With nothing added or left out, output the listing that follows.

((

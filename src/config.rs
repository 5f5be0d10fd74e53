//! Host configuration parsed from environment variables.

#[cfg(test)]
#[path = "config_test.rs"]
mod config_test;

use canvas::engine::ScreenKind;
use canvas::geom::Size;

pub const DEFAULT_SCREEN: ScreenKind = ScreenKind::Clock;
pub const DEFAULT_WIDTH: u32 = 1080;
pub const DEFAULT_HEIGHT: u32 = 2000;
pub const DEFAULT_FRAME_MS: u64 = 16;
pub const DEFAULT_RUN_SECS: u64 = 3;

#[derive(Debug, thiserror::Error, PartialEq, Eq)]
pub enum ConfigError {
    #[error("unknown GALLERY_SCREEN: {0}")]
    UnknownScreen(String),
    #[error("invalid {var}: {value:?}")]
    Invalid { var: &'static str, value: String },
    #[error("{var} must be greater than zero")]
    Zero { var: &'static str },
}

#[derive(Debug, Clone, PartialEq)]
pub struct GalleryConfig {
    pub screen: ScreenKind,
    pub size: Size,
    /// Frame interval while something is animating.
    pub frame_ms: u64,
    /// How long the headless run lasts.
    pub run_secs: u64,
    /// Seed for every random placement. Random when unset.
    pub seed: Option<u64>,
    /// Print the last rendered display list as JSON.
    pub dump: bool,
}

impl Default for GalleryConfig {
    fn default() -> Self {
        Self {
            screen: DEFAULT_SCREEN,
            size: Size::new(f64::from(DEFAULT_WIDTH), f64::from(DEFAULT_HEIGHT)),
            frame_ms: DEFAULT_FRAME_MS,
            run_secs: DEFAULT_RUN_SECS,
            seed: None,
            dump: false,
        }
    }
}

impl GalleryConfig {
    /// Build typed host config from environment variables.
    ///
    /// Optional:
    /// - `GALLERY_SCREEN`: one of `arrow`, `clock` (default), `gender`,
    ///   `weight`, `grades`, `clicker`, `box`
    /// - `GALLERY_WIDTH` / `GALLERY_HEIGHT`: default 1080×2000
    /// - `GALLERY_FRAME_MS`: default 16
    /// - `GALLERY_RUN_SECS`: default 3
    /// - `GALLERY_SEED`: random when absent
    /// - `GALLERY_DUMP`: `1`/`true` to print the last frame
    ///
    /// # Errors
    ///
    /// Returns [`ConfigError`] for unparseable or zero values.
    pub fn from_env() -> Result<Self, ConfigError> {
        Self::from_vars(|key| std::env::var(key).ok())
    }

    /// Same as [`GalleryConfig::from_env`], reading variables through `var`.
    ///
    /// # Errors
    ///
    /// Returns [`ConfigError`] for unparseable or zero values.
    pub fn from_vars(var: impl Fn(&str) -> Option<String>) -> Result<Self, ConfigError> {
        let screen = match var("GALLERY_SCREEN") {
            Some(raw) => raw.parse::<ScreenKind>().map_err(|_| ConfigError::UnknownScreen(raw))?,
            None => DEFAULT_SCREEN,
        };
        let width = parse_positive(&var, "GALLERY_WIDTH", DEFAULT_WIDTH)?;
        let height = parse_positive(&var, "GALLERY_HEIGHT", DEFAULT_HEIGHT)?;
        let frame_ms = parse_positive(&var, "GALLERY_FRAME_MS", DEFAULT_FRAME_MS)?;
        let run_secs = parse_positive(&var, "GALLERY_RUN_SECS", DEFAULT_RUN_SECS)?;
        let seed = var("GALLERY_SEED").map(|raw| parse("GALLERY_SEED", &raw)).transpose()?;
        let dump = var("GALLERY_DUMP").is_some_and(|raw| parse_flag(&raw));

        Ok(Self {
            screen,
            size: Size::new(f64::from(width), f64::from(height)),
            frame_ms,
            run_secs,
            seed,
            dump,
        })
    }
}

fn parse<T: std::str::FromStr>(key: &'static str, raw: &str) -> Result<T, ConfigError> {
    raw.trim().parse::<T>().map_err(|_| ConfigError::Invalid { var: key, value: raw.to_owned() })
}

fn parse_positive<T>(var: &impl Fn(&str) -> Option<String>, key: &'static str, default: T) -> Result<T, ConfigError>
where
    T: std::str::FromStr + Default + PartialEq,
{
    let Some(raw) = var(key) else {
        return Ok(default);
    };
    let value = parse::<T>(key, &raw)?;
    if value == T::default() {
        return Err(ConfigError::Zero { var: key });
    }
    Ok(value)
}

fn parse_flag(raw: &str) -> bool {
    matches!(raw.trim().to_ascii_lowercase().as_str(), "1" | "true" | "yes" | "on")
}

))

> _RESPONSE TO THE TASK_:
filename src/config.rs
repository 5f5be0d10fd74e53
//! Host configuration parsed from environment variables.

#[cfg(test)]
#[path = "config_test.rs"]
mod config_test;

use canvas::engine::ScreenKind;
use canvas::geom::Size;

pub const DEFAULT_SCREEN: ScreenKind = ScreenKind::Clock;
pub const DEFAULT_WIDTH: u32 = 1080;
pub const DEFAULT_HEIGHT: u32 = 2000;
pub const DEFAULT_FRAME_MS: u64 = 16;
pub const DEFAULT_RUN_SECS: u64 = 3;

#[derive(Debug, thiserror::Error, PartialEq, Eq)]
pub enum ConfigError {
    #[error("unknown GALLERY_SCREEN: {0}")]
    UnknownScreen(String),
    #[error("invalid {var}: {value:?}")]
    Invalid { var: &'static str, value: String },
    #[error("{var} must be greater than zero")]
    Zero { var: &'static str },
}

#[derive(Debug, Clone, PartialEq)]
pub struct GalleryConfig {
    pub screen: ScreenKind,
    pub size: Size,
    /// Frame interval while something is animating.
    pub frame_ms: u64,
    /// How long the headless run lasts.
    pub run_secs: u64,
    /// Seed for every random placement. Random when unset.
    pub seed: Option<u64>,
    /// Print the last rendered display list as JSON.
    pub dump: bool,
}

impl Default for GalleryConfig {
    fn default() -> Self {
        Self {
            screen: DEFAULT_SCREEN,
            size: Size::new(f64::from(DEFAULT_WIDTH), f64::from(DEFAULT_HEIGHT)),
            frame_ms: DEFAULT_FRAME_MS,
            run_secs: DEFAULT_RUN_SECS,
            seed: None,
            dump: false,
        }
    }
}

impl GalleryConfig {
    /// Build typed host config from environment variables.
    ///
    /// Optional:
    /// - `GALLERY_SCREEN`: one of `arrow`, `clock` (default), `gender`,
    ///   `weight`, `grades`, `clicker`, `box`
    /// - `GALLERY_WIDTH` / `GALLERY_HEIGHT`: default 1080×2000
    /// - `GALLERY_FRAME_MS`: default 16
    /// - `GALLERY_RUN_SECS`: default 3
    /// - `GALLERY_SEED`: random when absent
    /// - `GALLERY_DUMP`: `1`/`true` to print the last frame
    ///
    /// # Errors
    ///
    /// Returns [`ConfigError`] for unparseable or zero values.
    pub fn from_env() -> Result<Self, ConfigError> {
        Self::from_vars(|key| std::env::var(key).ok())
    }

    /// Same as [`GalleryConfig::from_env`], reading variables through `var`.
    ///
    /// # Errors
    ///
    /// Returns [`ConfigError`] for unparseable or zero values.
    pub fn from_vars(var: impl Fn(&str) -> Option<String>) -> Result<Self, ConfigError> {
        let screen = match var("GALLERY_SCREEN") {
            Some(raw) => raw.parse::<ScreenKind>().map_err(|_| ConfigError::UnknownScreen(raw))?,
            None => DEFAULT_SCREEN,
        };
        let width = parse_positive(&var, "GALLERY_WIDTH", DEFAULT_WIDTH)?;
        let height = parse_positive(&var, "GALLERY_HEIGHT", DEFAULT_HEIGHT)?;
        let frame_ms = parse_positive(&var, "GALLERY_FRAME_MS", DEFAULT_FRAME_MS)?;
        let run_secs = parse_positive(&var, "GALLERY_RUN_SECS", DEFAULT_RUN_SECS)?;
        let seed = var("GALLERY_SEED").map(|raw| parse("GALLERY_SEED", &raw)).transpose()?;
        let dump = var("GALLERY_DUMP").is_some_and(|raw| parse_flag(&raw));

        Ok(Self {
            screen,
            size: Size::new(f64::from(width), f64::from(height)),
            frame_ms,
            run_secs,
            seed,
            dump,
        })
    }
}

fn parse<T: std::str::FromStr>(key: &'static str, raw: &str) -> Result<T, ConfigError> {
    raw.trim().parse::<T>().map_err(|_| ConfigError::Invalid { var: key, value: raw.to_owned() })
}

fn parse_positive<T>(var: &impl Fn(&str) -> Option<String>, key: &'static str, default: T) -> Result<T, ConfigError>
where
    T: std::str::FromStr + Default + PartialEq,
{
    let Some(raw) = var(key) else {
        return Ok(default);
    };
    let value = parse::<T>(key, &raw)?;
    if value == T::default() {
        return Err(ConfigError::Zero { var: key });
    }
    Ok(value)
}

fn parse_flag(raw: &str) -> bool {
    matches!(raw.trim().to_ascii_lowercase().as_str(), "1" | "true" | "yes" | "on")
}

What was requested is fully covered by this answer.